TO DO
The expected output is every entry below, exact in every character.

------ INPUT MATERIAL

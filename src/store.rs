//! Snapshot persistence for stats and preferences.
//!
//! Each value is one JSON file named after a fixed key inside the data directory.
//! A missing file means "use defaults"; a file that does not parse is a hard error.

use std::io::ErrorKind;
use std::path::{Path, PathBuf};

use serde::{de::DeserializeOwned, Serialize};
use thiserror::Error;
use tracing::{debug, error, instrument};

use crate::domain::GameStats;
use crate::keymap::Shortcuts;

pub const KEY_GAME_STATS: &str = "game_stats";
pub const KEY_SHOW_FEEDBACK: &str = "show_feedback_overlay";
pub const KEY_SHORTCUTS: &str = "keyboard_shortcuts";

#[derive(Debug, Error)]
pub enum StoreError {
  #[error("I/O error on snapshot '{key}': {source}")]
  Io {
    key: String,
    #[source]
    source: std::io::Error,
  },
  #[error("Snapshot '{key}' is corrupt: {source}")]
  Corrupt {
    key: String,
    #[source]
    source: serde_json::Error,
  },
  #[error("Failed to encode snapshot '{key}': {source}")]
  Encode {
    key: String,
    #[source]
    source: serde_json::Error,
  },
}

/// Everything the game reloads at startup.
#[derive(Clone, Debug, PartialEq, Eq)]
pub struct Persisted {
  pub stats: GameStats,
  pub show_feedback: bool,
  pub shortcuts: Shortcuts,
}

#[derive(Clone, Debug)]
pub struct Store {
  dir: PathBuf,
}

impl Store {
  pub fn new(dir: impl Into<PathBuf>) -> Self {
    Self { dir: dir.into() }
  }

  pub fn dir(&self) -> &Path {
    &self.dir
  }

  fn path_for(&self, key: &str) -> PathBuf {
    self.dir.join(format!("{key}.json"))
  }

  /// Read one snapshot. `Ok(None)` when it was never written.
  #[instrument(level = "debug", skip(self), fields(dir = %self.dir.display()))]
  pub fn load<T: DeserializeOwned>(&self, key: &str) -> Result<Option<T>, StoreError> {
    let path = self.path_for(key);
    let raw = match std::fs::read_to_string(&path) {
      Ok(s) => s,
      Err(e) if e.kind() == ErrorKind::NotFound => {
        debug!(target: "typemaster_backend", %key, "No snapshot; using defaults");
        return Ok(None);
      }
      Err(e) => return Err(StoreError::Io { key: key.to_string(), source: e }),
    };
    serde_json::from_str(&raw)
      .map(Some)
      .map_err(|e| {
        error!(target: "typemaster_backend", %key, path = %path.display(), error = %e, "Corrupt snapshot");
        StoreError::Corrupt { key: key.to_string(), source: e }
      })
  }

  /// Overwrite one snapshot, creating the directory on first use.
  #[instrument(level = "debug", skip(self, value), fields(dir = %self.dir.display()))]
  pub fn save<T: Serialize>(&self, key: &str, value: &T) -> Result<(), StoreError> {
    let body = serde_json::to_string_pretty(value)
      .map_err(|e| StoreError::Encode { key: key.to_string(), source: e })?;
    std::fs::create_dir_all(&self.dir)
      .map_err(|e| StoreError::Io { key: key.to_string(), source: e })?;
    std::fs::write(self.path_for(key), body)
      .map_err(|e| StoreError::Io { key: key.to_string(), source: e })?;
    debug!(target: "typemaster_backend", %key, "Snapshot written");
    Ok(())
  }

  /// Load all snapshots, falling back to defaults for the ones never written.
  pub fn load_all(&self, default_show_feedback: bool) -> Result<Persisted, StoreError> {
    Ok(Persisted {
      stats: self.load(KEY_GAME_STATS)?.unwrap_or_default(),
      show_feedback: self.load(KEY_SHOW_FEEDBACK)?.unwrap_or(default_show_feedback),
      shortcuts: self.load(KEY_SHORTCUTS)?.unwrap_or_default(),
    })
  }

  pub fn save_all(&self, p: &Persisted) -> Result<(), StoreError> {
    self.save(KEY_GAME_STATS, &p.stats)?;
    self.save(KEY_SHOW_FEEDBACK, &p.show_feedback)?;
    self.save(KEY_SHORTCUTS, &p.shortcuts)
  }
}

------------

EXERCISE OUTPUT
filename src/store.rs
//! Snapshot persistence for stats and preferences.
//!
//! Each value is one JSON file named after a fixed key inside the data directory.
//! A missing file means "use defaults"; a file that does not parse is a hard error.

use std::io::ErrorKind;
use std::path::{Path, PathBuf};

use serde::{de::DeserializeOwned, Serialize};
use thiserror::Error;
use tracing::{debug, error, instrument};

use crate::domain::GameStats;
use crate::keymap::Shortcuts;

pub const KEY_GAME_STATS: &str = "game_stats";
pub const KEY_SHOW_FEEDBACK: &str = "show_feedback_overlay";
pub const KEY_SHORTCUTS: &str = "keyboard_shortcuts";

#[derive(Debug, Error)]
pub enum StoreError {
  #[error("I/O error on snapshot '{key}': {source}")]
  Io {
    key: String,
    #[source]
    source: std::io::Error,
  },
  #[error("Snapshot '{key}' is corrupt: {source}")]
  Corrupt {
    key: String,
    #[source]
    source: serde_json::Error,
  },
  #[error("Failed to encode snapshot '{key}': {source}")]
  Encode {
    key: String,
    #[source]
    source: serde_json::Error,
  },
}

/// Everything the game reloads at startup.
#[derive(Clone, Debug, PartialEq, Eq)]
pub struct Persisted {
  pub stats: GameStats,
  pub show_feedback: bool,
  pub shortcuts: Shortcuts,
}

#[derive(Clone, Debug)]
pub struct Store {
  dir: PathBuf,
}

impl Store {
  pub fn new(dir: impl Into<PathBuf>) -> Self {
    Self { dir: dir.into() }
  }

  pub fn dir(&self) -> &Path {
    &self.dir
  }

  fn path_for(&self, key: &str) -> PathBuf {
    self.dir.join(format!("{key}.json"))
  }

  /// Read one snapshot. `Ok(None)` when it was never written.
  #[instrument(level = "debug", skip(self), fields(dir = %self.dir.display()))]
  pub fn load<T: DeserializeOwned>(&self, key: &str) -> Result<Option<T>, StoreError> {
    let path = self.path_for(key);
    let raw = match std::fs::read_to_string(&path) {
      Ok(s) => s,
      Err(e) if e.kind() == ErrorKind::NotFound => {
        debug!(target: "typemaster_backend", %key, "No snapshot; using defaults");
        return Ok(None);
      }
      Err(e) => return Err(StoreError::Io { key: key.to_string(), source: e }),
    };
    serde_json::from_str(&raw)
      .map(Some)
      .map_err(|e| {
        error!(target: "typemaster_backend", %key, path = %path.display(), error = %e, "Corrupt snapshot");
        StoreError::Corrupt { key: key.to_string(), source: e }
      })
  }

  /// Overwrite one snapshot, creating the directory on first use.
  #[instrument(level = "debug", skip(self, value), fields(dir = %self.dir.display()))]
  pub fn save<T: Serialize>(&self, key: &str, value: &T) -> Result<(), StoreError> {
    let body = serde_json::to_string_pretty(value)
      .map_err(|e| StoreError::Encode { key: key.to_string(), source: e })?;
    std::fs::create_dir_all(&self.dir)
      .map_err(|e| StoreError::Io { key: key.to_string(), source: e })?;
    std::fs::write(self.path_for(key), body)
      .map_err(|e| StoreError::Io { key: key.to_string(), source: e })?;
    debug!(target: "typemaster_backend", %key, "Snapshot written");
    Ok(())
  }

  /// Load all snapshots, falling back to defaults for the ones never written.
  pub fn load_all(&self, default_show_feedback: bool) -> Result<Persisted, StoreError> {
    Ok(Persisted {
      stats: self.load(KEY_GAME_STATS)?.unwrap_or_default(),
      show_feedback: self.load(KEY_SHOW_FEEDBACK)?.unwrap_or(default_show_feedback),
      shortcuts: self.load(KEY_SHORTCUTS)?.unwrap_or_default(),
    })
  }

  pub fn save_all(&self, p: &Persisted) -> Result<(), StoreError> {
    self.save(KEY_GAME_STATS, &p.stats)?;
    self.save(KEY_SHOW_FEEDBACK, &p.show_feedback)?;
    self.save(KEY_SHORTCUTS, &p.shortcuts)
  }
}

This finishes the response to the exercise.